1911年、中国で辛亥革命が勃発,日本は米・英・独との修好通商航海条約を成立させ、ようやく関税自主権の確立を見た。1912年、清朝滅亡して中華民国成立。アジアの動乱はまだ続くのみならず、1914年には欧州に戦乱が巻き起こった。1919年退位後も国力挽回に腐心していた高宗が死去,パリへ密使派遣計画が洩れての毒殺といわれる。その3月1日の国葬を前に3.1独立運動=万歳運動が勃発した。参加者136万人死者6670名投獄52730名であった。この事件は関東大地震における朝鮮人虐殺の遠因となったかもしれない。同年5月4日、中国では日本の21か条や山東省ドイツ利権の継承を巡って北京の学生3千人の反日抗議運動=5.4運動が展開された。1926年純宗死去,その国葬の6月10日6.10独立万歳運動が起り、学生106名が検挙された。純宗に子はなく閔妃の直系の血脈は絶えた。

15 日本の開国とアジア侵略

升味準之輔、「日本政治史1」によると、徳川政権は外国と朝廷と外様大名という3要因を封じ込めることで成立していた。ところがペリー来航以来、成立期に封じ込めていた3要因が次々と活性化し幕府崩壊に導いたという。鋭い見方である。その間に日本の外国に対する見方も大きく変化した。初期には熱心な学習の対象であった朝鮮の儒学は消化吸収された。やがて洋学が研究の対象になって、和魂洋才が唱えられるようになった。阿片戦争に始まる中国への西欧列国の侵略は、ロシアの進出と共に国防意識を先鋭にし、隣接する朝鮮が頑なに旧弊な排外攘夷意識で固まっているだけに、朝鮮の動向が問題となり征韓論が生まれた。日本での攘夷論は、開国した幕府に対する外様大名・朝廷の反抗=倒幕の口実であり、民衆の生活は政権争いの外にあった。
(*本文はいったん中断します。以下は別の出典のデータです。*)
//! Health check declarations and health verdicts.
//!
//! A registered instance is supervised in exactly one of two ways: the
//! registry probes an HTTP endpoint on a fixed interval, or the instance
//! refreshes a TTL itself. [`HealthCheck`] makes that choice a single variant.

use super::duration::{format_duration, parse_duration};
use crate::config::RegistryDefaults;
use crate::{RegistryError, Result};
use serde::{Deserialize, Serialize};
use std::time::Duration;

/// How the registry decides whether an instance is alive.
#[derive(Debug, Clone, PartialEq, Eq)]
pub enum HealthCheck {
    /// Registry polls `url` every `interval`; non-2xx or no answer is unhealthy.
    Http { url: String, interval: Duration },
    /// Instance must report in at least once per `ttl`.
    Ttl { ttl: Duration },
}

impl HealthCheck {
    /// Active probe against `url` with the default interval.
    pub fn http(url: impl Into<String>) -> Self {
        HealthCheck::Http {
            url: url.into(),
            interval: RegistryDefaults::CHECK_INTERVAL,
        }
    }

    /// Active probe against `url` every `interval`.
    pub fn http_with_interval(url: impl Into<String>, interval: Duration) -> Self {
        HealthCheck::Http {
            url: url.into(),
            interval,
        }
    }

    /// Passive heartbeat that must be refreshed within `ttl`.
    pub fn ttl(ttl: Duration) -> Self {
        HealthCheck::Ttl { ttl }
    }

    /// TTL the instance has to beat, if this is a passive check.
    pub fn heartbeat_ttl(&self) -> Option<Duration> {
        match self {
            HealthCheck::Ttl { ttl } => Some(*ttl),
            HealthCheck::Http { .. } => None,
        }
    }

    /// Whether the instance owes the registry periodic refresh calls.
    pub fn requires_heartbeat(&self) -> bool {
        self.heartbeat_ttl().is_some()
    }

    /// Reject checks the registry could never evaluate.
    pub fn validate(&self) -> Result<()> {
        match self {
            HealthCheck::Http { url, interval } => {
                let parsed = url::Url::parse(url).map_err(|e| RegistryError::InvalidHealthCheck {
                    message: format!("probe URL {:?} is not valid: {}", url, e),
                })?;
                if !matches!(parsed.scheme(), "http" | "https") {
                    return Err(RegistryError::InvalidHealthCheck {
                        message: format!("probe URL must be http or https, got {}", parsed.scheme()),
                    });
                }
                if interval.is_zero() {
                    return Err(RegistryError::InvalidHealthCheck {
                        message: "probe interval must be greater than zero".to_string(),
                    });
                }
            }
            HealthCheck::Ttl { ttl } => {
                if ttl.is_zero() {
                    return Err(RegistryError::InvalidHealthCheck {
                        message: "TTL must be greater than zero".to_string(),
                    });
                }
            }
        }
        Ok(())
    }

    /// Encode as the registry's check definition.
    pub fn to_wire(&self, deregister_critical_after: Duration) -> CheckDefinition {
        let mut definition = CheckDefinition {
            deregister_critical_service_after: format_duration(deregister_critical_after),
            ..Default::default()
        };
        match self {
            HealthCheck::Http { url, interval } => {
                definition.http = Some(url.clone());
                definition.interval = Some(format_duration(*interval));
            }
            HealthCheck::Ttl { ttl } => {
                definition.ttl = Some(format_duration(*ttl));
            }
        }
        definition
    }

    /// Decode a check definition, returning the check and its critical-after window.
    ///
    /// A definition naming both an HTTP probe and a TTL is rejected, as is one
    /// naming neither.
    pub fn from_wire(definition: &CheckDefinition) -> Result<(Self, Option<Duration>)> {
        let non_empty = |v: &Option<String>| v.as_deref().filter(|s| !s.is_empty()).map(str::to_owned);

        let check = match (non_empty(&definition.http), non_empty(&definition.ttl)) {
            (Some(_), Some(_)) => {
                return Err(RegistryError::InvalidHealthCheck {
                    message: "HTTP probe and TTL heartbeat are mutually exclusive".to_string(),
                })
            }
            (None, None) => {
                return Err(RegistryError::InvalidHealthCheck {
                    message: "check declares neither an HTTP probe nor a TTL".to_string(),
                })
            }
            (Some(url), None) => {
                let interval = match non_empty(&definition.interval) {
                    Some(raw) => parse_duration(&raw)?,
                    None => RegistryDefaults::CHECK_INTERVAL,
                };
                HealthCheck::Http { url, interval }
            }
            (None, Some(raw)) => HealthCheck::Ttl {
                ttl: parse_duration(&raw)?,
            },
        };

        let deregister_after = if definition.deregister_critical_service_after.is_empty() {
            None
        } else {
            Some(parse_duration(&definition.deregister_critical_service_after)?)
        };

        Ok((check, deregister_after))
    }
}

/// Check definition as sent in the `Check` field of a registration.
#[derive(Debug, Clone, Default, PartialEq, Eq, Serialize, Deserialize)]
#[serde(rename_all = "PascalCase")]
pub struct CheckDefinition {
    #[serde(default, skip_serializing_if = "String::is_empty")]
    pub deregister_critical_service_after: String,
    #[serde(rename = "HTTP", default, skip_serializing_if = "Option::is_none")]
    pub http: Option<String>,
    #[serde(default, skip_serializing_if = "Option::is_none")]
    pub interval: Option<String>,
    #[serde(rename = "TTL", default, skip_serializing_if = "Option::is_none")]
    pub ttl: Option<String>,
    #[serde(default, skip_serializing_if = "Vec::is_empty")]
    pub args: Vec<String>,
}

/// Health verdict reported by the registry, ordered from best to worst.
#[derive(Debug, Clone, Copy, PartialEq, Eq, PartialOrd, Ord, Hash, Serialize, Deserialize)]
#[serde(rename_all = "lowercase")]
pub enum HealthStatus {
    Passing,
    Warning,
    Critical,
    Maintenance,
}

impl HealthStatus {
    pub fn as_str(&self) -> &'static str {
        match self {
            HealthStatus::Passing => "passing",
            HealthStatus::Warning => "warning",
            HealthStatus::Critical => "critical",
            HealthStatus::Maintenance => "maintenance",
        }
    }

    /// Parse a status string; anything unrecognised counts as critical.
    pub fn parse_lossy(s: &str) -> Self {
        match s.to_ascii_lowercase().as_str() {
            "passing" => HealthStatus::Passing,
            "warning" => HealthStatus::Warning,
            "maintenance" => HealthStatus::Maintenance,
            _ => HealthStatus::Critical,
        }
    }

    /// Worst status among `statuses`; passing when there are none.
    pub fn aggregate<I: IntoIterator<Item = HealthStatus>>(statuses: I) -> Self {
        statuses
            .into_iter()
            .max()
            .unwrap_or(HealthStatus::Passing)
    }
}

impl std::fmt::Display for HealthStatus {
    fn fmt(&self, f: &mut std::fmt::Formatter<'_>) -> std::fmt::Result {
        write!(f, "{}", self.as_str())
    }
}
これに対し朝鮮では、民衆生活の困窮が政治不安定の増幅要因となり、李朝支配の五百年を通じて両班層の拡大という形で社会に浸透していった儒教的保守思想が改革の頑固な障害となってしまった。

欧米列国の圧迫に対し,東洋はいかに対処すべきか。中国・朝鮮・日本三国が連携して対抗すべしという説もあり,大東合邦論もあったが、近代的軍隊なく政治混迷閥族跋扈の中国・朝鮮に対し、結局は力で押す征韓論が勝ちを占めた。砲艦外交による朝鮮開国は保護国家化への一歩であり、民権派であった後藤象二郎や,大井憲太郎によって企図された朝鮮への介入計画は、板垣の政府資金による外遊に象徴されるように、民権・国権が政争の旗印に過ぎなかったことを示している。政府の薩長に対立する野党の土佐・佐賀が、自由民権を称して不平士族の征韓エネルギーを自由民権運動に転換した。民権派も征韓派であった。だから民権運動が行き詰まった時、体制整備を急いでいた政府が旗を振りさえすればたやすく征韓に復帰できた。民権といい国権といっても時と次第によって変わり得るのであった。だから大隈は首相時代に、欧州戦乱に乗じて悪名高き21箇条を中国に突きつけた。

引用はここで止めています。